* [Stored data entries]:
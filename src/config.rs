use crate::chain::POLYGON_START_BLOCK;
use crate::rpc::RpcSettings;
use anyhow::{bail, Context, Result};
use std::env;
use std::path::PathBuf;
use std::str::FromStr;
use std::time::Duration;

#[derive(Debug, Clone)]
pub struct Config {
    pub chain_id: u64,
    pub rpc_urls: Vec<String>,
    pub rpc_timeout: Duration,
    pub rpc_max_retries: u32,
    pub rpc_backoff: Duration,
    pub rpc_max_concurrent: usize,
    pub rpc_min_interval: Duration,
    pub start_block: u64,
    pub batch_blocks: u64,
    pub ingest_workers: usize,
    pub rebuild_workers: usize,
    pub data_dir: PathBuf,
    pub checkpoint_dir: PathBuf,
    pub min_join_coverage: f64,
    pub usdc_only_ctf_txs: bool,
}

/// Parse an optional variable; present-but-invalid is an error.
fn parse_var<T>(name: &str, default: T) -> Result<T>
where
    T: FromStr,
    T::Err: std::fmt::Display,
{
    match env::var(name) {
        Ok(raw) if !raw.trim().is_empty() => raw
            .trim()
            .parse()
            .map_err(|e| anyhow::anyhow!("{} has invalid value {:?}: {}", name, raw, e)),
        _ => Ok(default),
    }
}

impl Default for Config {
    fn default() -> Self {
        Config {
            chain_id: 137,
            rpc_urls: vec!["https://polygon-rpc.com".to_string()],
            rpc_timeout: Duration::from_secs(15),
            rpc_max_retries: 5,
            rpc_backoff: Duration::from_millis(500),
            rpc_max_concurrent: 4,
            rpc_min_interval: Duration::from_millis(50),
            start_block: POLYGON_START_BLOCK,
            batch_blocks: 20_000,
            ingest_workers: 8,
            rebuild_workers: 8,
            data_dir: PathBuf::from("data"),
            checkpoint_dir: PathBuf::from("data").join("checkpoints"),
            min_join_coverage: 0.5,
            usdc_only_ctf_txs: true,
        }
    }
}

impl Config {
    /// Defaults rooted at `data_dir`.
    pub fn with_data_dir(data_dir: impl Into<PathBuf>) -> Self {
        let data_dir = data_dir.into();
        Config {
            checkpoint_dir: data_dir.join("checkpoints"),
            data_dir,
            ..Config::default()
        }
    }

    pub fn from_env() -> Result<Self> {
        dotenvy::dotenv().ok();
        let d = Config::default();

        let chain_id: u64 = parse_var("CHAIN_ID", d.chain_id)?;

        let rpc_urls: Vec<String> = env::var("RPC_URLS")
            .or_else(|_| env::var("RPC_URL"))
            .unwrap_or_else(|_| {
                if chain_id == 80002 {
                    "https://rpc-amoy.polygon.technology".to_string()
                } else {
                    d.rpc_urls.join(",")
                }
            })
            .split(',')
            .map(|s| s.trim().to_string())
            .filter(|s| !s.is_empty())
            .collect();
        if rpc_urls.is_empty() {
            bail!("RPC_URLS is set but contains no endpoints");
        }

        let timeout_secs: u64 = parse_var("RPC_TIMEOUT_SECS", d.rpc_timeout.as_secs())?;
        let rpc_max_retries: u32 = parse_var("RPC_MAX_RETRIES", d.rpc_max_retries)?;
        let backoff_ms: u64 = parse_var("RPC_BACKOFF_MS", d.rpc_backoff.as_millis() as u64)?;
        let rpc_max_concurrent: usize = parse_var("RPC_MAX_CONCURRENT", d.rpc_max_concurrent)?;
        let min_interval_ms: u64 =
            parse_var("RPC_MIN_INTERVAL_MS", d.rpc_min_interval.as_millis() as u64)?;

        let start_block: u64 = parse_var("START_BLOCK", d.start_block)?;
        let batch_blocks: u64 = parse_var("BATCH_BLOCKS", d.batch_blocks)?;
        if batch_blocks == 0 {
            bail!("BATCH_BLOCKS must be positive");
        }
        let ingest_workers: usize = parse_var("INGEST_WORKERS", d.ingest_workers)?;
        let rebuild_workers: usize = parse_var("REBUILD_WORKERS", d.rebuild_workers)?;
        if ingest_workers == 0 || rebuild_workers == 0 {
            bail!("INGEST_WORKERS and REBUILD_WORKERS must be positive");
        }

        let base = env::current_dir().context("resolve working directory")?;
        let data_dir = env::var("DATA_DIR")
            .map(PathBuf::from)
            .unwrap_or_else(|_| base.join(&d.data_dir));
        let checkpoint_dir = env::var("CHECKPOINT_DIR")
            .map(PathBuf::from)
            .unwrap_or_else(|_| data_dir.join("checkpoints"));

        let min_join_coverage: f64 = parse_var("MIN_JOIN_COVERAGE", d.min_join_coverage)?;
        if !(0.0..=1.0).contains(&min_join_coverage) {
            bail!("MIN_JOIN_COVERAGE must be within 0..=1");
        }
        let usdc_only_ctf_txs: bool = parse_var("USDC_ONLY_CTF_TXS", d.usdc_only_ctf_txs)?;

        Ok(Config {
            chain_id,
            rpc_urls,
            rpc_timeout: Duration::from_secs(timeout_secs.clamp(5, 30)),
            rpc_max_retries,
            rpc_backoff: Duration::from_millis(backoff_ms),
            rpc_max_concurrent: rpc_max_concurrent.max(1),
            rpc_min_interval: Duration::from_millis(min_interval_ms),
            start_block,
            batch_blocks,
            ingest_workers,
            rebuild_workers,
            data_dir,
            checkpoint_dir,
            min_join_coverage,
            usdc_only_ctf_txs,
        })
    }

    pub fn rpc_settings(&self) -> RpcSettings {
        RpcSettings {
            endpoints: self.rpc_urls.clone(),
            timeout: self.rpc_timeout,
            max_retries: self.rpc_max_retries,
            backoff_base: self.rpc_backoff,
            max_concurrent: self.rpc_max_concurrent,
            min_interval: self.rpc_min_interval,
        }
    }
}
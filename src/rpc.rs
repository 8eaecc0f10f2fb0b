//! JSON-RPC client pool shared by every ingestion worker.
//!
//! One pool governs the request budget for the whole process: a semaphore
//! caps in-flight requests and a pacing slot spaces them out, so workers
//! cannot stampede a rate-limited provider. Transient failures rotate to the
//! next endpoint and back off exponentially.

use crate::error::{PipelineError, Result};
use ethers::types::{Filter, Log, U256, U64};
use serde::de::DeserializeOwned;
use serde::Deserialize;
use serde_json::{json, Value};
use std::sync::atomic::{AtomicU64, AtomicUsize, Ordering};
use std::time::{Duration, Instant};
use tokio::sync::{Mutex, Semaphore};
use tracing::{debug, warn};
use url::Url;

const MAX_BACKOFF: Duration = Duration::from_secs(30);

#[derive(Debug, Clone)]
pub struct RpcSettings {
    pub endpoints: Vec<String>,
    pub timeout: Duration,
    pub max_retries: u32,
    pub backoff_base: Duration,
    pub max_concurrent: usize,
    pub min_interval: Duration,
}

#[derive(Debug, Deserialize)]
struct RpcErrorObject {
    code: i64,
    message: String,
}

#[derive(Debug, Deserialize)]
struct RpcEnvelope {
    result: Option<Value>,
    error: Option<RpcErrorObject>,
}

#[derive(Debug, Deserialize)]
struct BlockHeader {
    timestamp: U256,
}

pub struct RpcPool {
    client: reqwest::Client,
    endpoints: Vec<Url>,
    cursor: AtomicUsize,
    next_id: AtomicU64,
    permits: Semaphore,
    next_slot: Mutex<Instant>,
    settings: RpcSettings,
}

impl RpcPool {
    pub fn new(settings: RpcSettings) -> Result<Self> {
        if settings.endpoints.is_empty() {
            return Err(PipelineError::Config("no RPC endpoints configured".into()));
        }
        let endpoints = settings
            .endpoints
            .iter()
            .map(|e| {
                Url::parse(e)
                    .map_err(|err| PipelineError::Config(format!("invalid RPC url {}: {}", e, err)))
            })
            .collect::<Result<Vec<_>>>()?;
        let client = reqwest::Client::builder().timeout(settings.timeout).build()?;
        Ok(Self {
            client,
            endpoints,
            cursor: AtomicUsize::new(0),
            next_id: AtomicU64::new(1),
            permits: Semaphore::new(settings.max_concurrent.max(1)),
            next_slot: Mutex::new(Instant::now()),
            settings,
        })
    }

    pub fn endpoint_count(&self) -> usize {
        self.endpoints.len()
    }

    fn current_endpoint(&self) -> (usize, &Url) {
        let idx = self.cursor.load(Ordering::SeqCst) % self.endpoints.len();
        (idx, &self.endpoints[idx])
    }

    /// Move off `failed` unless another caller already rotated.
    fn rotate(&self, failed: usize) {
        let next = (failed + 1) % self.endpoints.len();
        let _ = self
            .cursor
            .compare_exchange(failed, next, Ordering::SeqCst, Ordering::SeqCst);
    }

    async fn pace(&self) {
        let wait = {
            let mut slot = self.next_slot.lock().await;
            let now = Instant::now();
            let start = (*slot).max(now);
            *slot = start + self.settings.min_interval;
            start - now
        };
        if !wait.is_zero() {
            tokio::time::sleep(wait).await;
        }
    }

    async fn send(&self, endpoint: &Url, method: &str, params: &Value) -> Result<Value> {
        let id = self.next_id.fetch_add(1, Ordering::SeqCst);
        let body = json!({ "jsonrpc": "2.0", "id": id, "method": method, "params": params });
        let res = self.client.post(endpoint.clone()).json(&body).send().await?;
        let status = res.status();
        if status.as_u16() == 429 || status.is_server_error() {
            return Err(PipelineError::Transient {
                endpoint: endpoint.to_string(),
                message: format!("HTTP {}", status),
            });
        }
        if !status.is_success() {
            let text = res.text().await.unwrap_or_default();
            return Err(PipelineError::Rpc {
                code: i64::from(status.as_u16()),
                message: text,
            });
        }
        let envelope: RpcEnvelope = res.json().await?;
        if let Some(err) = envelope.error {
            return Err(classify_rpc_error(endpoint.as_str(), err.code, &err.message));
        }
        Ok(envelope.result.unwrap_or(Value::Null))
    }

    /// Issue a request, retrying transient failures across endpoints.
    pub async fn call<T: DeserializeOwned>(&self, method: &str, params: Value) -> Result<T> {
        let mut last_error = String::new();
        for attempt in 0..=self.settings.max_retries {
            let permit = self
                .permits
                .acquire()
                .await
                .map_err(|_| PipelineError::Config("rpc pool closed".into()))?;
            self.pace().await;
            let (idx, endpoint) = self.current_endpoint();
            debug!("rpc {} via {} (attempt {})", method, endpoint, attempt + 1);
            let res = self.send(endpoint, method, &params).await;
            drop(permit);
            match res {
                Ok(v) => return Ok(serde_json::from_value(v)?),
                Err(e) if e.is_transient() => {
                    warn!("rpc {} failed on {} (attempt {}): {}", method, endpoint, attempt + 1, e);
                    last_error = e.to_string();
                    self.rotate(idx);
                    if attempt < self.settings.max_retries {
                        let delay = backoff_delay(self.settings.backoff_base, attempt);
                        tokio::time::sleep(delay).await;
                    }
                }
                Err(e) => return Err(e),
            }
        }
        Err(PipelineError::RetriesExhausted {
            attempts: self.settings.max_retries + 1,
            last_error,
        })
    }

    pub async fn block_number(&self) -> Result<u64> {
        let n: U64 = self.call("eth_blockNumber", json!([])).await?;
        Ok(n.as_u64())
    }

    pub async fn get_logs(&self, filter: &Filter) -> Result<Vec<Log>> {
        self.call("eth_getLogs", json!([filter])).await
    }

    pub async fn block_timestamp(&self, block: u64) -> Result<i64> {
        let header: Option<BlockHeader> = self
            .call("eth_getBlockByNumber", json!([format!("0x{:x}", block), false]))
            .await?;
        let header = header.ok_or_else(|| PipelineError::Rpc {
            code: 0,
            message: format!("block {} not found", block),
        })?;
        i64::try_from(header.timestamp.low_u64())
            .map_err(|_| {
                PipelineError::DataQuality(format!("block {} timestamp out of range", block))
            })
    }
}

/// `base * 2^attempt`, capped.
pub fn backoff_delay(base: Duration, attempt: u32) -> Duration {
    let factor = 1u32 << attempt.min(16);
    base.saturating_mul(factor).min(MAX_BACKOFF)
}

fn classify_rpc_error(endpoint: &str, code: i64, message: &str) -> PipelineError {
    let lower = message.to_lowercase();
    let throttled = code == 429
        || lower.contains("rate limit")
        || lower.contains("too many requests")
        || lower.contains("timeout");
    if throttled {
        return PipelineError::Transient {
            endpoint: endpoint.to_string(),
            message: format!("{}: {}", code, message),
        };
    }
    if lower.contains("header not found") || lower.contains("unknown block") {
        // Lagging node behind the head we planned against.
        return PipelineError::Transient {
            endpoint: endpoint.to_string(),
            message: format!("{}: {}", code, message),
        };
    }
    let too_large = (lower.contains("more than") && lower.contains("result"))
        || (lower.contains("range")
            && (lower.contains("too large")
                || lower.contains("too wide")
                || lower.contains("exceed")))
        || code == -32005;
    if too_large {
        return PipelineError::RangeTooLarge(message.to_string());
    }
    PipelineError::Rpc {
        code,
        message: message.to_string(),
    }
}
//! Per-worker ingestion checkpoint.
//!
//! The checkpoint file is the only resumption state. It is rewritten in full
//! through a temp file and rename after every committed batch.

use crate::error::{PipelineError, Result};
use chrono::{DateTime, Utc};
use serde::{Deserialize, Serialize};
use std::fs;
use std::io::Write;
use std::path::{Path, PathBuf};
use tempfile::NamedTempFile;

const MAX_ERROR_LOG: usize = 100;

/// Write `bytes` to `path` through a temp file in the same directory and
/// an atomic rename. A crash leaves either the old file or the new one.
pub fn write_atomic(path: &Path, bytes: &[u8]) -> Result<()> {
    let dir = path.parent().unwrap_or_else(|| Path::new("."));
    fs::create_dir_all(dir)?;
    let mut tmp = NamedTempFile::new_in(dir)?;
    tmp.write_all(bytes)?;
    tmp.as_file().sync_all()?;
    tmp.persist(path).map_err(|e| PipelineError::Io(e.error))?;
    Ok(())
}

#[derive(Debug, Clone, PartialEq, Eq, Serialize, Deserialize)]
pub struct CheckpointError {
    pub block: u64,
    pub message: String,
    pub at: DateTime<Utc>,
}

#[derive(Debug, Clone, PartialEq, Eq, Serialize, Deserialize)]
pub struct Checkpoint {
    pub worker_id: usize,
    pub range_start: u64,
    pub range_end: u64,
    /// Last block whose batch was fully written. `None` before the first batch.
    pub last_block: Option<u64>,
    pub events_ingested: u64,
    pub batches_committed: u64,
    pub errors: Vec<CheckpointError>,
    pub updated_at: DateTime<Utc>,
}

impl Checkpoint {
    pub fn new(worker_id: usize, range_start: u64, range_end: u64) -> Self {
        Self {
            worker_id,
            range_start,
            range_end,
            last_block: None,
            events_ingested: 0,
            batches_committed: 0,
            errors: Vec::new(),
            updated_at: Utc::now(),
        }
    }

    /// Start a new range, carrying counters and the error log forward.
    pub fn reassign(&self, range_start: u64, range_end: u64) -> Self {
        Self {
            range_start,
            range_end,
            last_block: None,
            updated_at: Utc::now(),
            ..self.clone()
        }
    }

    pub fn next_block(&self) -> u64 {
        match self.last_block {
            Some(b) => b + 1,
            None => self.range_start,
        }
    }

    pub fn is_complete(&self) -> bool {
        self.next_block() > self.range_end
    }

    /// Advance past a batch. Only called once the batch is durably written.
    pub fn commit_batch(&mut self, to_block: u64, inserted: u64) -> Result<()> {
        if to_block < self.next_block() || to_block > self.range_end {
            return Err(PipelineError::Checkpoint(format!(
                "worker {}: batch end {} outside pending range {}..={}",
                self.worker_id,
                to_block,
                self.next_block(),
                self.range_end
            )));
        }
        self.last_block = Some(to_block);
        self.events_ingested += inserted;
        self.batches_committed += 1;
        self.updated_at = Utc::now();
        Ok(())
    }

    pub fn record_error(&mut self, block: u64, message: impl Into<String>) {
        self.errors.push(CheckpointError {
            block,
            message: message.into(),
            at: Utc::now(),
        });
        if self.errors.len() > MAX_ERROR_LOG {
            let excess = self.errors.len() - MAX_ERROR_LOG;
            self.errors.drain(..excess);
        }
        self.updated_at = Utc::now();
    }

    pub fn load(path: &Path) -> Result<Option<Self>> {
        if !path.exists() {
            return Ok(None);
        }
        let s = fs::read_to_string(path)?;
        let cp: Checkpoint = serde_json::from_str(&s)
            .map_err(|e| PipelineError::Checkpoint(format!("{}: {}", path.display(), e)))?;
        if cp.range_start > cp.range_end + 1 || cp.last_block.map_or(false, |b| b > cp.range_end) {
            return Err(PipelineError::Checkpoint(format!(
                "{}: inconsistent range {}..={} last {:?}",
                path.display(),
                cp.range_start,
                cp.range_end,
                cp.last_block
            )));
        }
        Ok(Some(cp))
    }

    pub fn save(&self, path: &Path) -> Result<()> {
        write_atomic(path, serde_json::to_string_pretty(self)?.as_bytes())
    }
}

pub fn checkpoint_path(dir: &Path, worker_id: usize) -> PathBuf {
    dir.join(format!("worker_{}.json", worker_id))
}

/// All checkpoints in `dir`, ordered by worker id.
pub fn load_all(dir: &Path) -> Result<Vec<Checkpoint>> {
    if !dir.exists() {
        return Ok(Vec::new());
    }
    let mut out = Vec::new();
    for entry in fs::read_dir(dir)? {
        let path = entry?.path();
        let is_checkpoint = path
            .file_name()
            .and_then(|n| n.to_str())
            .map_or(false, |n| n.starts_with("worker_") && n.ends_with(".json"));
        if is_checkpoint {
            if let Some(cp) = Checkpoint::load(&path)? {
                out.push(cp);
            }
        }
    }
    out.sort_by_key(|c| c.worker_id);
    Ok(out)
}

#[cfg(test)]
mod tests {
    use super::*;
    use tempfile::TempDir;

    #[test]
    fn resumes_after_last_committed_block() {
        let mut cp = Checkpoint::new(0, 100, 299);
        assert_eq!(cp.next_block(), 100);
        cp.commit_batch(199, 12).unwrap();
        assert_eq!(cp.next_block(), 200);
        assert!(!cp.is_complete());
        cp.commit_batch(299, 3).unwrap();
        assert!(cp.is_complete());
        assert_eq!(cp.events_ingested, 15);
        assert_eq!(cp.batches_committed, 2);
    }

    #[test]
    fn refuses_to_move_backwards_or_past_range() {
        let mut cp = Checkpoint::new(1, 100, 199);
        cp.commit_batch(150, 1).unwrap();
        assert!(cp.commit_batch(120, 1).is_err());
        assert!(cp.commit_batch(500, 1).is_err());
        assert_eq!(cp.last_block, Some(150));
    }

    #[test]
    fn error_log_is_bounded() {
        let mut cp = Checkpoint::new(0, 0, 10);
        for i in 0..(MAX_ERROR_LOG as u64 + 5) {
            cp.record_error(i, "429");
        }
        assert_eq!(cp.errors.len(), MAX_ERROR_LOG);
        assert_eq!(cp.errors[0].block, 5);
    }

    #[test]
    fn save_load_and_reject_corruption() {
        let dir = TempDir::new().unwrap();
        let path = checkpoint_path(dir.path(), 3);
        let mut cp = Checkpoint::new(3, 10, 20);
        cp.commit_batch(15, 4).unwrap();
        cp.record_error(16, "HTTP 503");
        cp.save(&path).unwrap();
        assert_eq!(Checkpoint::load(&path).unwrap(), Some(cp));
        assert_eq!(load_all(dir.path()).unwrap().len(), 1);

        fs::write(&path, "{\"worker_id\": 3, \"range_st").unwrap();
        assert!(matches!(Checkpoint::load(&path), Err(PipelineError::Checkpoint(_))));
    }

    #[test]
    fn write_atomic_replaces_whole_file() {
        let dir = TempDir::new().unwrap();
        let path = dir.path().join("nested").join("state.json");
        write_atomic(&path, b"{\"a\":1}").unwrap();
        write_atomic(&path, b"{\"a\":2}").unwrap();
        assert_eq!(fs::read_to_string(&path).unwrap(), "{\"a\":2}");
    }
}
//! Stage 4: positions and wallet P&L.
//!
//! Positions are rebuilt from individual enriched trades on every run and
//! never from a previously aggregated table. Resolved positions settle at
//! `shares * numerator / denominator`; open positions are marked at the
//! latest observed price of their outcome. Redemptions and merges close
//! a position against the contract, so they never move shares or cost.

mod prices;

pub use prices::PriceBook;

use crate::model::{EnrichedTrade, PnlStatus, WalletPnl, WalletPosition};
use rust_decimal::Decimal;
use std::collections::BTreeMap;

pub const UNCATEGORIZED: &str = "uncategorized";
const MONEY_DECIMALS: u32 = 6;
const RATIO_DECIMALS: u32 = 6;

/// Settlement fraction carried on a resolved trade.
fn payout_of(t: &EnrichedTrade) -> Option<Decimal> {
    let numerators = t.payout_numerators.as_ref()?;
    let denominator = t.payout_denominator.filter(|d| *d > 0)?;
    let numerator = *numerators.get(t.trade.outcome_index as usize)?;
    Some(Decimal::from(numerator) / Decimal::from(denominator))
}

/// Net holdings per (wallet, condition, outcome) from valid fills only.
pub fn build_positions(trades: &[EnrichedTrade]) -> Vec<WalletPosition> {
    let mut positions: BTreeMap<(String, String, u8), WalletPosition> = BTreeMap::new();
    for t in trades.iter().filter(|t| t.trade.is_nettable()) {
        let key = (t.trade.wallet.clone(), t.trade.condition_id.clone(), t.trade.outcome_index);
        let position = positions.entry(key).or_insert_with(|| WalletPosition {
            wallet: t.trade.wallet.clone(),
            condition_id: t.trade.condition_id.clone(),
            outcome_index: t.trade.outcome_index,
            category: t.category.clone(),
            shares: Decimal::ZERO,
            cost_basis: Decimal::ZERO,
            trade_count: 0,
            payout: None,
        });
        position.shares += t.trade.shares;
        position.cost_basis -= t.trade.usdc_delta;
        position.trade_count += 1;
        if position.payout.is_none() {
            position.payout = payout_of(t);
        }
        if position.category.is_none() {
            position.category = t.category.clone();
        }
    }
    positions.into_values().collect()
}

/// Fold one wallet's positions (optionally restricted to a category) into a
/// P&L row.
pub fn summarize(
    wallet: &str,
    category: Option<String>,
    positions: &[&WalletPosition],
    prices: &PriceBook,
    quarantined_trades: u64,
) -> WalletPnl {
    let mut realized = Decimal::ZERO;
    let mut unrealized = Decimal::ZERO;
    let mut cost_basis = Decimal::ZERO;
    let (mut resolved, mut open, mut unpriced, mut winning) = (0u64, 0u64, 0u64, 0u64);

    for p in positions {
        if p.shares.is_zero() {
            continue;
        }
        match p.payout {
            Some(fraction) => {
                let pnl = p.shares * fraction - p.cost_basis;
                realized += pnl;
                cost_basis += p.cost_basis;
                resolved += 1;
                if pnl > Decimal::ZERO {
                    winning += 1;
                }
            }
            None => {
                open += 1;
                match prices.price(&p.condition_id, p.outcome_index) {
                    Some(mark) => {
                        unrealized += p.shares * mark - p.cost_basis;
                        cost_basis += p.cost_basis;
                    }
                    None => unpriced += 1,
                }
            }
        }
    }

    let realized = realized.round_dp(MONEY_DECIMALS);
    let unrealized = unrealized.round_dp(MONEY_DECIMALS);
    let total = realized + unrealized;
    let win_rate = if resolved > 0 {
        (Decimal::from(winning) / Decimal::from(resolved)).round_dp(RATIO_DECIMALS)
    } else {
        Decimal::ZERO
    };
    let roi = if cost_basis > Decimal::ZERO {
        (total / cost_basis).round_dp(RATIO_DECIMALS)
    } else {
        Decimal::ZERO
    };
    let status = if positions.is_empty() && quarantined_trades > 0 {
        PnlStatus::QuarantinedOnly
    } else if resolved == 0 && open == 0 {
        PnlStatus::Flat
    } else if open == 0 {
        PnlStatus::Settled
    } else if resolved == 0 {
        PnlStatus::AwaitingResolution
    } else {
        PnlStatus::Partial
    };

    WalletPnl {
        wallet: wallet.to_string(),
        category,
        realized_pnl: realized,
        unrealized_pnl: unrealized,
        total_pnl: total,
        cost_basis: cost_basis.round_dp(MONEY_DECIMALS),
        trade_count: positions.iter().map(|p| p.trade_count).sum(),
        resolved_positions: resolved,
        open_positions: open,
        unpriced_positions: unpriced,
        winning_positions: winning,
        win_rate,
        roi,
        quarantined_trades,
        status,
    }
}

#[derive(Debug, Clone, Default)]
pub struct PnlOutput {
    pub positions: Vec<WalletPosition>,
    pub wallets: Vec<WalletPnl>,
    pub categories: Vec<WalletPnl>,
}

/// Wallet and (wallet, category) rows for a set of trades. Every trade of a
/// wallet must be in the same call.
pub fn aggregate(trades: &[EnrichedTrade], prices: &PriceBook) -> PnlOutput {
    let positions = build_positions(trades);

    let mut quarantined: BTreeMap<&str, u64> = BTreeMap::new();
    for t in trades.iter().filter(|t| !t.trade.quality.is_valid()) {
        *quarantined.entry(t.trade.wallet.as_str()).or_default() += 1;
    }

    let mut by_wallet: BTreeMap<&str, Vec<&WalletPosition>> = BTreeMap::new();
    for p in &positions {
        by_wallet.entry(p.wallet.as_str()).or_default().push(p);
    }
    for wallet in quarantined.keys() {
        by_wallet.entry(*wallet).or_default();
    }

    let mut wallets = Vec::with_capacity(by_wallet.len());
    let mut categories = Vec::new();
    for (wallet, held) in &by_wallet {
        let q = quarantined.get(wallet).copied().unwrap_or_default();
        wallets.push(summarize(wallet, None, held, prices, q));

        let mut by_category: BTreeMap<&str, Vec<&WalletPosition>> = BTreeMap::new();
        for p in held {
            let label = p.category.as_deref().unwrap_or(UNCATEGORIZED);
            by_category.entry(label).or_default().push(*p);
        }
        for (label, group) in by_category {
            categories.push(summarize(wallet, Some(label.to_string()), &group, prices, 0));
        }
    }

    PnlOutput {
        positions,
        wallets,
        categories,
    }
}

* [WHAT IS NEEDED]:
Transcribe exactly, please, the lines from the one with "for t in trades.iter().filter(|t| !t.trade.quality.is_valid())" to the last line of the entries above, ends included.

* [THE COMPLETED TASK]:
    for t in trades.iter().filter(|t| !t.trade.quality.is_valid()) {
        *quarantined.entry(t.trade.wallet.as_str()).or_default() += 1;
    }

    let mut by_wallet: BTreeMap<&str, Vec<&WalletPosition>> = BTreeMap::new();
    for p in &positions {
        by_wallet.entry(p.wallet.as_str()).or_default().push(p);
    }
    for wallet in quarantined.keys() {
        by_wallet.entry(*wallet).or_default();
    }

    let mut wallets = Vec::with_capacity(by_wallet.len());
    let mut categories = Vec::new();
    for (wallet, held) in &by_wallet {
        let q = quarantined.get(wallet).copied().unwrap_or_default();
        wallets.push(summarize(wallet, None, held, prices, q));

        let mut by_category: BTreeMap<&str, Vec<&WalletPosition>> = BTreeMap::new();
        for p in held {
            let label = p.category.as_deref().unwrap_or(UNCATEGORIZED);
            by_category.entry(label).or_default().push(*p);
        }
        for (label, group) in by_category {
            categories.push(summarize(wallet, Some(label.to_string()), &group, prices, 0));
        }
    }

    PnlOutput {
        positions,
        wallets,
        categories,
    }
}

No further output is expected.